WHAT YOU SHOULD DO :: Your task is to copy every line below that contains the word "OpenOptions".

[[ RECORDS SHOWN open ]]

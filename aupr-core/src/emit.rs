use crate::error::{AuprError, Result};
use crate::format::*;
use crate::report::marker;
use crate::sequence::{ChannelSequence, SequenceEntry};
use std::borrow::Cow;
use std::fs::OpenOptions;
use std::io::{BufWriter, Write};
use std::path::{Path, PathBuf};

/// `<base>/<project>.aup`
pub fn project_file(base: &Path, project: &str) -> PathBuf {
    base.join(format!("{project}.{PROJECT_EXT}"))
}

fn escape_attr(s: &str) -> Cow<'_, str> {
    if !s.contains(['&', '<', '>', '"', '\'']) {
        return Cow::Borrowed(s);
    }
    let mut out = String::with_capacity(s.len() + 8);
    for c in s.chars() {
        match c {
            '&' => out.push_str("&amp;"),
            '<' => out.push_str("&lt;"),
            '>' => out.push_str("&gt;"),
            '"' => out.push_str("&quot;"),
            '\'' => out.push_str("&apos;"),
            _ => out.push(c),
        }
    }
    Cow::Owned(out)
}

// "--" may not appear inside an XML comment.
fn comment_safe(s: &str) -> String {
    let mut out = s.to_string();
    while out.contains("--") {
        out = out.replace("--", "- -");
    }
    out
}

/// Streams a project document. Each call appends; nothing already written
/// is revisited.
pub struct ProjectWriter<W: Write> {
    inner: W,
    annotate: bool,
}

impl<W: Write> ProjectWriter<W> {
    pub fn new(inner: W) -> Self {
        Self {
            inner,
            annotate: true,
        }
    }

    /// Whether corruption events are written as comments in the block list.
    pub fn annotate(mut self, on: bool) -> Self {
        self.annotate = on;
        self
    }

    pub fn write_header(&mut self, project: &str) -> std::io::Result<()> {
        let w = &mut self.inner;
        writeln!(w, r#"<?xml version="1.0" standalone="no" ?>"#)?;
        writeln!(w, r#"<!DOCTYPE project PUBLIC "{DOCTYPE_ID}" "{DOCTYPE_URL}" >"#)?;
        writeln!(
            w,
            r#"<project xmlns="{XMLNS}" projname="{}{DATA_DIR_SUFFIX}" version="{SCHEMA_VERSION}" audacityversion="{EDITOR_VERSION}" sel0="{SEL0}" sel1="{SEL1}" vpos="{VPOS}" h="{H_SCROLL}" zoom="{ZOOM}" rate="{PROJECT_RATE}">"#,
            escape_attr(project)
        )?;
        writeln!(w, "\t<tags/>")?;
        Ok(())
    }

    /// One `<wavetrack>` wrapping the channel's sequence. `linked` marks the
    /// leader of a stereo pair.
    pub fn write_track(&mut self, seq: &ChannelSequence, linked: bool) -> std::io::Result<()> {
        let w = &mut self.inner;
        writeln!(
            w,
            "\t<wavetrack name=\"{TRACK_NAME}\" channel=\"{}\" linked=\"{}\" mute=\"0\" solo=\"0\" height=\"{TRACK_HEIGHT}\" minimized=\"0\" isSelected=\"0\" rate=\"{TRACK_RATE}\" gain=\"{TRACK_GAIN}\" pan=\"{TRACK_PAN}\">",
            seq.channel,
            u8::from(linked)
        )?;
        writeln!(w, "\t\t<waveclip offset=\"{CLIP_OFFSET}\">")?;
        writeln!(
            w,
            "\t\t\t<sequence maxsamples=\"{}\" sampleformat=\"{SAMPLE_FORMAT}\" numsamples=\"{}\">",
            seq.max_block_samples, seq.total_samples
        )?;
        for entry in &seq.entries {
            match entry {
                SequenceEntry::Block(b) => {
                    writeln!(w, "\t\t\t\t<waveblock start=\"{}\">", b.start)?;
                    writeln!(
                        w,
                        "\t\t\t\t\t<simpleblockfile filename=\"{}\" len=\"{}\" min=\"{BLOCK_MIN}\" max=\"{BLOCK_MAX}\" rms=\"{BLOCK_RMS}\"/>",
                        escape_attr(&b.file_name),
                        b.samples
                    )?;
                    writeln!(w, "\t\t\t\t</waveblock>")?;
                }
                SequenceEntry::Corrupt(ev) if self.annotate => {
                    writeln!(w, "\t\t\t\t<!-- {} -->", comment_safe(&marker(ev)))?;
                }
                SequenceEntry::Corrupt(_) => {}
            }
        }
        writeln!(w, "\t\t\t</sequence>")?;
        writeln!(w, "\t\t\t<envelope numpoints=\"0\"/>")?;
        writeln!(w, "\t\t</waveclip>")?;
        writeln!(w, "\t</wavetrack>")?;
        Ok(())
    }

    pub fn finish(mut self) -> std::io::Result<W> {
        writeln!(self.inner, "</project>")?;
        self.inner.flush()?;
        Ok(self.inner)
    }
}

/// Full document for a stereo pair: channel 0 leads, channel 1 follows.
pub fn write_document<W: Write>(
    w: W,
    project: &str,
    channels: &[ChannelSequence; CHANNEL_COUNT],
    annotate: bool,
) -> std::io::Result<W> {
    let mut pw = ProjectWriter::new(w).annotate(annotate);
    pw.write_header(project)?;
    for (i, seq) in channels.iter().enumerate() {
        pw.write_track(seq, i == 0)?;
    }
    pw.finish()
}

/// Create `path` and write the document into it. An existing file is left
/// untouched and reported as [`AuprError::AlreadyExists`].
pub fn create_project(
    path: &Path,
    project: &str,
    channels: &[ChannelSequence; CHANNEL_COUNT],
    annotate: bool,
) -> Result<()> {
    let f = OpenOptions::new()
        .write(true)
        .create_new(true)
        .open(path)
        .map_err(|e| match e.kind() {
            std::io::ErrorKind::AlreadyExists => AuprError::AlreadyExists(path.to_path_buf()),
            _ => AuprError::Io(e),
        })?;
    write_document(BufWriter::new(f), project, channels, annotate)?;
    Ok(())
}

[[ RECORDS SHOWN closed ]]

RESULT FOR THIS EXERCISE ::
use std::fs::OpenOptions;
    let f = OpenOptions::new()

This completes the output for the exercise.